◆ **EXERCISE AIM**
All lines from the start of the listing below through the line containing "then discards locally" are to be written out again exactly, and no others.

◆ **DATA UNDER STUDY**
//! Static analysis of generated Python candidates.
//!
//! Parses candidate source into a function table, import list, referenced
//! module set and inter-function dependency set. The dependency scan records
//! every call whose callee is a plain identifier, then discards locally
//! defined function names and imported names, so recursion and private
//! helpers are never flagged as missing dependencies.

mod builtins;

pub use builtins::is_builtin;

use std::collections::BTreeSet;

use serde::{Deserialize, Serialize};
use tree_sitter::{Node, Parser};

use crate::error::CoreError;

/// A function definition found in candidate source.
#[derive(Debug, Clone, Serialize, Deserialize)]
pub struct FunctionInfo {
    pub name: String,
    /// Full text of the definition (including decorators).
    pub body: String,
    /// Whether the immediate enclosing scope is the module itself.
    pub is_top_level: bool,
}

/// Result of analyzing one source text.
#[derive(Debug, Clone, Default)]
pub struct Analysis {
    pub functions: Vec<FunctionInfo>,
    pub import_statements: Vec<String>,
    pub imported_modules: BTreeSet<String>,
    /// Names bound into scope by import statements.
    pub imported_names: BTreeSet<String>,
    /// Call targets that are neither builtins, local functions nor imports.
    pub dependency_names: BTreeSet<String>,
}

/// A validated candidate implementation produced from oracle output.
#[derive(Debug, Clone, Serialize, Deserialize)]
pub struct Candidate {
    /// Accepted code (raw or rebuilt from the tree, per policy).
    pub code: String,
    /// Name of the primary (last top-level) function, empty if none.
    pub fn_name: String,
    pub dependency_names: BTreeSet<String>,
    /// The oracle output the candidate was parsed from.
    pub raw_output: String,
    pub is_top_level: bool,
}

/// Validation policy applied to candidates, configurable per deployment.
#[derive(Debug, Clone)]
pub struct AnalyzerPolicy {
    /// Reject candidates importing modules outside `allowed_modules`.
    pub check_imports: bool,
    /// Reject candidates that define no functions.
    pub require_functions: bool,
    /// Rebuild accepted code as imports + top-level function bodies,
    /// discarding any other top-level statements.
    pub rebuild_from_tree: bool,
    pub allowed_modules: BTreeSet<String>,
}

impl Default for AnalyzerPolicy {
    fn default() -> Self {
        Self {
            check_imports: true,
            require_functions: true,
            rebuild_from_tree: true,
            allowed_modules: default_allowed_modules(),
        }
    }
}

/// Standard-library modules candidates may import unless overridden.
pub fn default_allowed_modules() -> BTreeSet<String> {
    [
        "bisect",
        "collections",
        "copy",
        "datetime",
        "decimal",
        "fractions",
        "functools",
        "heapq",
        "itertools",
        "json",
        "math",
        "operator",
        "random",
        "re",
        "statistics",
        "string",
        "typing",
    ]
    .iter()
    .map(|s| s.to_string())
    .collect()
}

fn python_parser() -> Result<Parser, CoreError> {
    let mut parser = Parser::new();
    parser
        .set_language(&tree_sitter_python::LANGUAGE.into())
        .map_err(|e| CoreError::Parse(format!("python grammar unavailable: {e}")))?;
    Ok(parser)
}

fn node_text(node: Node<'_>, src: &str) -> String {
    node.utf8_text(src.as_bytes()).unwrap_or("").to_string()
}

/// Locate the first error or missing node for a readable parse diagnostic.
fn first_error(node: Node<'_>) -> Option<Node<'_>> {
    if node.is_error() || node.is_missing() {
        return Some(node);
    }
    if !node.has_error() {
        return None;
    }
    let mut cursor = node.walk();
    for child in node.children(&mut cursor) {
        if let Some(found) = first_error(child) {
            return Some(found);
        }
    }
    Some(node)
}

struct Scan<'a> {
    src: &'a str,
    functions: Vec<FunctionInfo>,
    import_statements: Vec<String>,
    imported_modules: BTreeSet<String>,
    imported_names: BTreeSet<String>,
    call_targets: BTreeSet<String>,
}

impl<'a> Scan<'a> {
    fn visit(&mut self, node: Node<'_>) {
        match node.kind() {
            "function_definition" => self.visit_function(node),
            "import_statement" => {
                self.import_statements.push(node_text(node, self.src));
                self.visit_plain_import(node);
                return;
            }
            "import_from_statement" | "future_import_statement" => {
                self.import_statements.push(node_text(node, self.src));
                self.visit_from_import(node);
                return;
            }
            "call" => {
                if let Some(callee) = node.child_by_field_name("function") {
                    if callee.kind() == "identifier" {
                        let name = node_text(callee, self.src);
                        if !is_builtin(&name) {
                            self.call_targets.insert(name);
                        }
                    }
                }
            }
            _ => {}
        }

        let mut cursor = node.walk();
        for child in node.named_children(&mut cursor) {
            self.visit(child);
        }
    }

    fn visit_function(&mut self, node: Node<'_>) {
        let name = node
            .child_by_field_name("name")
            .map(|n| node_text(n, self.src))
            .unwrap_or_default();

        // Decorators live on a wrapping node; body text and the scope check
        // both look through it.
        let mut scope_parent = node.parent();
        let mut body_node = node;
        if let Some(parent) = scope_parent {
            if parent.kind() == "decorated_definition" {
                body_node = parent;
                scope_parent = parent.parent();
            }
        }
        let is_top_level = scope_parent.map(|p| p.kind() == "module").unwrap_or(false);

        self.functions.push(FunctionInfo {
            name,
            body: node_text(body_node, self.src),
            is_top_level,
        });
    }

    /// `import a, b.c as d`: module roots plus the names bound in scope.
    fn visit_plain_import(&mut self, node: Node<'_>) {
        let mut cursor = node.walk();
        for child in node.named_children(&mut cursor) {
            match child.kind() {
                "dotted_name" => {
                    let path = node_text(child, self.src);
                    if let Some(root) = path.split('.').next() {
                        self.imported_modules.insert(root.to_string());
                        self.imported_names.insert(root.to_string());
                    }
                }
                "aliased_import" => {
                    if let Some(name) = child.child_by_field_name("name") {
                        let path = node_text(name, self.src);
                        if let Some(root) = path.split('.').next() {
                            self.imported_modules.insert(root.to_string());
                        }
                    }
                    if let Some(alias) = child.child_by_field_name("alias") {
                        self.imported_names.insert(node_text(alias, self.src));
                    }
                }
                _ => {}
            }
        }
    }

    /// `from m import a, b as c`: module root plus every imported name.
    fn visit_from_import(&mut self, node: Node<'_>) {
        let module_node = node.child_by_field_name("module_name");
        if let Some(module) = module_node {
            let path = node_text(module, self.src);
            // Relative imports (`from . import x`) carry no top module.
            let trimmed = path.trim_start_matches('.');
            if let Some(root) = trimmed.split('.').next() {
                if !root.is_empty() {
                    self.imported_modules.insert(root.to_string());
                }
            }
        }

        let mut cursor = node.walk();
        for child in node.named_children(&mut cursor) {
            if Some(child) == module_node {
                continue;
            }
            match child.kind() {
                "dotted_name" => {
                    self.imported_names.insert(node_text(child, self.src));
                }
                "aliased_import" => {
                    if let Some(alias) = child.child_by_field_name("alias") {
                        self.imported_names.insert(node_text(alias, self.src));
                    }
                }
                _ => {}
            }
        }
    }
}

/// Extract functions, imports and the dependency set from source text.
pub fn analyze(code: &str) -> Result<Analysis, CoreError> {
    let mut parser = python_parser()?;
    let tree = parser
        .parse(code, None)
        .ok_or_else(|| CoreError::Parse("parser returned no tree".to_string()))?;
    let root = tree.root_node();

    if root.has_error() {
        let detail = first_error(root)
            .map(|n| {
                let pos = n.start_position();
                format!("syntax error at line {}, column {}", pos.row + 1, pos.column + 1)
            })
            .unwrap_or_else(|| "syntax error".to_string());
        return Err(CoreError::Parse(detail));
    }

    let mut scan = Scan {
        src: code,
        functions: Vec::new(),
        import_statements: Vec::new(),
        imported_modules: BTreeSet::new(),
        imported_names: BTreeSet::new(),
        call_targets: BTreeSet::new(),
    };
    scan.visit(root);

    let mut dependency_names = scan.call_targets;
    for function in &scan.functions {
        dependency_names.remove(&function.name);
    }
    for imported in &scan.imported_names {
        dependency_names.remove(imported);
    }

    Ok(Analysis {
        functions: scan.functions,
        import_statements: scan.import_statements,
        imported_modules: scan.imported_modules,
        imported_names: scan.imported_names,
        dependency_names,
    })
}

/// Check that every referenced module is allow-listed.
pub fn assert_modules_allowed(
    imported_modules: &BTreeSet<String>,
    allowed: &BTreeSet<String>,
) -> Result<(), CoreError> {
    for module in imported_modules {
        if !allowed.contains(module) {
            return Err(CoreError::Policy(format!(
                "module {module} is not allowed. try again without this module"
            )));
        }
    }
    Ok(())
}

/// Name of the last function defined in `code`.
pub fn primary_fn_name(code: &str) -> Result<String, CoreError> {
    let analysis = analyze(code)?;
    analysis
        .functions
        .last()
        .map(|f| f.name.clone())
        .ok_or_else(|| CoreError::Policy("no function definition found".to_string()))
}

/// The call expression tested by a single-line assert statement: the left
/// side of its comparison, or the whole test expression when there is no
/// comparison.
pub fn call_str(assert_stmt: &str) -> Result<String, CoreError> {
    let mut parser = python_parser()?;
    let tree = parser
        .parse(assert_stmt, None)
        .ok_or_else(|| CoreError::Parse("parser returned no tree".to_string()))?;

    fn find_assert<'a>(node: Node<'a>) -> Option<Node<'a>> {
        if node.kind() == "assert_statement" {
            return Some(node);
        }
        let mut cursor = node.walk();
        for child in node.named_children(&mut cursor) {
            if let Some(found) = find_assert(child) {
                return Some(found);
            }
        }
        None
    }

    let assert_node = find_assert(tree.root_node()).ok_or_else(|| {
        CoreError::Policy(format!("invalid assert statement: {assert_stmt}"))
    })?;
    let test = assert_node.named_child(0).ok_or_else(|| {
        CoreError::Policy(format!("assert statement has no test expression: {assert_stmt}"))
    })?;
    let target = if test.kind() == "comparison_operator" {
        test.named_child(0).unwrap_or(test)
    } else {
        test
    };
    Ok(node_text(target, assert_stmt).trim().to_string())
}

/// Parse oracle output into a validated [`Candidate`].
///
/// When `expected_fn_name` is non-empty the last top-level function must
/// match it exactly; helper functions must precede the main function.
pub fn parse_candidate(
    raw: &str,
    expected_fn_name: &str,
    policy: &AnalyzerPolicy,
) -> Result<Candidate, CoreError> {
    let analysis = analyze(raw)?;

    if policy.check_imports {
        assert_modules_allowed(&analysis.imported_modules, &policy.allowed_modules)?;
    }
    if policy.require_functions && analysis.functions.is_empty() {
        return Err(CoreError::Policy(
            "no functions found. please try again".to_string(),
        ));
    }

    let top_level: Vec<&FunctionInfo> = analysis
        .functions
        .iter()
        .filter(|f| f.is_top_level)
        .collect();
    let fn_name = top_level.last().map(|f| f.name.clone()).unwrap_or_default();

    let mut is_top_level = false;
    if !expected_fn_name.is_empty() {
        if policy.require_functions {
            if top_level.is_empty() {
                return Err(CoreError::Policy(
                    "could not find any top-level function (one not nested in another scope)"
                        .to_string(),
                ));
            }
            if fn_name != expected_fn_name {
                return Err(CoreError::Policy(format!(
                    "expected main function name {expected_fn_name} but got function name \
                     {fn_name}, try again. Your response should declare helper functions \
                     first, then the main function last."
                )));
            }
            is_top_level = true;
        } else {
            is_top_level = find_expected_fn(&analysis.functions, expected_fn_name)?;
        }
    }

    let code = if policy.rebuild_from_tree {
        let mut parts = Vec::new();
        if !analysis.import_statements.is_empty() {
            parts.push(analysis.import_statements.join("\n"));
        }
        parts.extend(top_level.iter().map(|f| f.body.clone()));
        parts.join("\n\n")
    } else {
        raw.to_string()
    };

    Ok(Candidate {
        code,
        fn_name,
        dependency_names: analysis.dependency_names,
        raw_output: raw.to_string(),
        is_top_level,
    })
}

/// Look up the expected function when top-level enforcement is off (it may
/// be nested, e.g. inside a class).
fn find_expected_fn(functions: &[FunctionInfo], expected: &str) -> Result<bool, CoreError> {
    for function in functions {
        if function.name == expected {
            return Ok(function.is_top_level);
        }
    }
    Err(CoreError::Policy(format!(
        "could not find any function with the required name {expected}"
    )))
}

◆ **COMPLETED TASK**
//! Static analysis of generated Python candidates.
//!
//! Parses candidate source into a function table, import list, referenced
//! module set and inter-function dependency set. The dependency scan records
//! every call whose callee is a plain identifier, then discards locally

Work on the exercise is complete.